Un logo fait justement partie de la culture urbaine moderne. Un signe de la civilisation du regard que nous somme en train de vivre. Un des aspects aussi de la société de consommation. Des études ont estimé qu’un individu évoluant dans un environnement urbain est quotidiennement exposé à 1200 logos par jour. Ceux-ci sont véhiculés à travers une multitude de «médias», de supports y compris parfois ou souvent le propre corps de l’individu puisque certains fans de certaines marques vont jusqu’à se tatouer le logo de leur marque préférée ! Cela concerne également les vêtements qu’il porte, les emballages qu’il manipule, les affiches, des murs de sa ville…

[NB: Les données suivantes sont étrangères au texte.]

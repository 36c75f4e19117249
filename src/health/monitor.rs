//! Periodic health polling.

use std::time::Duration;

use tokio::sync::mpsc;
use tokio::time;

use crate::health::probe::HealthProbe;
use crate::lifecycle::shutdown::ShutdownSignal;

/// Polls the monitored endpoint and emits one boolean event per check.
pub struct HealthMonitor {
    probe: HealthProbe,
    interval: Duration,
}

impl HealthMonitor {
    pub fn new(probe: HealthProbe, interval: Duration) -> Self {
        Self { probe, interval }
    }

    /// Run until the shutdown signal fires or the event channel closes.
    ///
    /// The first check runs immediately; later checks are spaced by the
    /// configured interval. Once this returns, no further events are
    /// emitted.
    pub async fn run(self, events: mpsc::Sender<bool>, mut shutdown: ShutdownSignal) {
        tracing::info!(interval_secs = self.interval.as_secs(), "health monitor starting");

        let mut ticker = time::interval(self.interval);
        // A probe slower than the interval must not trigger a burst of
        // back-to-back checks; the next check waits a full interval.
        ticker.set_missed_tick_behavior(time::MissedTickBehavior::Delay);
        loop {
            tokio::select! {
                _ = shutdown.fired() => {
                    tracing::debug!("health monitor received shutdown signal, exiting");
                    return;
                }
                _ = ticker.tick() => {
                    let healthy = self.probe.check().await;
                    tracing::trace!(healthy, "health check complete");
                    if events.send(healthy).await.is_err() {
                        tracing::debug!("health event channel closed, exiting");
                        return;
                    }
                }
            }
        }
    }
}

Etymologiquement, le logo renvoie à la marque au fer rouge (par le feu) autrefois apposée sur le bétail (image récurrente dans le western classique). Cependant, on peut le définir comme une représentation graphique officielle d’une institution (marque, organisation, ville…). Il est une présence qui renvoie à une absence.
C’est sa fonction sémiotique de restituer, de figurer l’identité d’une instance qui l’a choisi dans ce sens. Il est à ce titre considéré comme l’élément identitaire le plus représentatif et globalisant de la communication d’une organisation ou d’une marque comme la substance de tout un programme symbolique qui relève de l’identité visuelle. Il ne renvoie pas au seul univers marchand, commercial. Des institutions diverses, politiques par exemple, ont leur logo. La réaction spontanée et sincère des citoyens gadiris montre qu’ils sont conscients de cette dimension et qu’un logo n’est pas une simple formalité administrative à gérer d’une manière bureaucratique mais il fait partie de l’environnement culturel de la cité. C’est un élément qui contribue à l’éducation du regard comme le signalait déjà Platon: la cité éduque par les signes qu’elle véhicule. On comprend alors que des institutions font appel à des grands noms du domaine de l’art pour dessiner leur logo, celui de l’Espagne, par exemple, est dessiné par Joan Miro (grand peintre surréaliste catalan).
Le choix du logo relève d’une stratégie culturelle globale. L’intérêt des Gadiris pour le logo de leur ville émane de cette approche. Un intérêt porté par le souci de voir leur ville dotée d’une véritable stratégie d’identité visuelle qui renvoie à son double ancrage dans le temps et dans l’espace; dans la culture et dans la nature. Cet intérêt n’est pas fortuit, il a été déjà exprimé lors du débat sur la dénomination de certaines artères de la ville. Là encore, les choix faits illustraient des aberrations culturelles antinomiques avec l’héritage de la ville.
La critique du logo n’est pas un simple cri de colère. C’est une critique pensée et construite. Le logo étant abordé comme un système de signification polysémique articulant différents invariants plastiques, combinant du non verbal (l’iconique) et du verbal (le texte écrit).
Au niveau verbal une grossière erreur sur la traduction amazighe du mot «ville» a frisé le ridicule avant d’être corrigée, grâce à l’intervention des citoyens, en remplaçant tamdint (cimetière !!!) par igherm (cité). Au niveau plastique, l’allusion à la pyramide a été également mal perçue; aux dernières nouvelles Agadir n’est pas un héritage pharaonique!
Le recours à des éléments récurrents tels le soleil, l’eau, la montagne…a donné lieu à des agencements qui ne manquent pas d’originalité de la part de nombreux jeunes qui ont bénévolement fait des propositions, souvent réussies. Ils ont démontré par leur créativité que le logo ne se réduit pas à un signe aléatoire. Bien au contraire, il a la charge de condenser de façon graphique et visuelle un ensemble de valeurs et de croyances qui font l’identité de la ville d’Agadir.
Le logo est plus qu’une image, il joue plutôt comme un signe plein; une signature qui dit une appartenance et indique une promesse.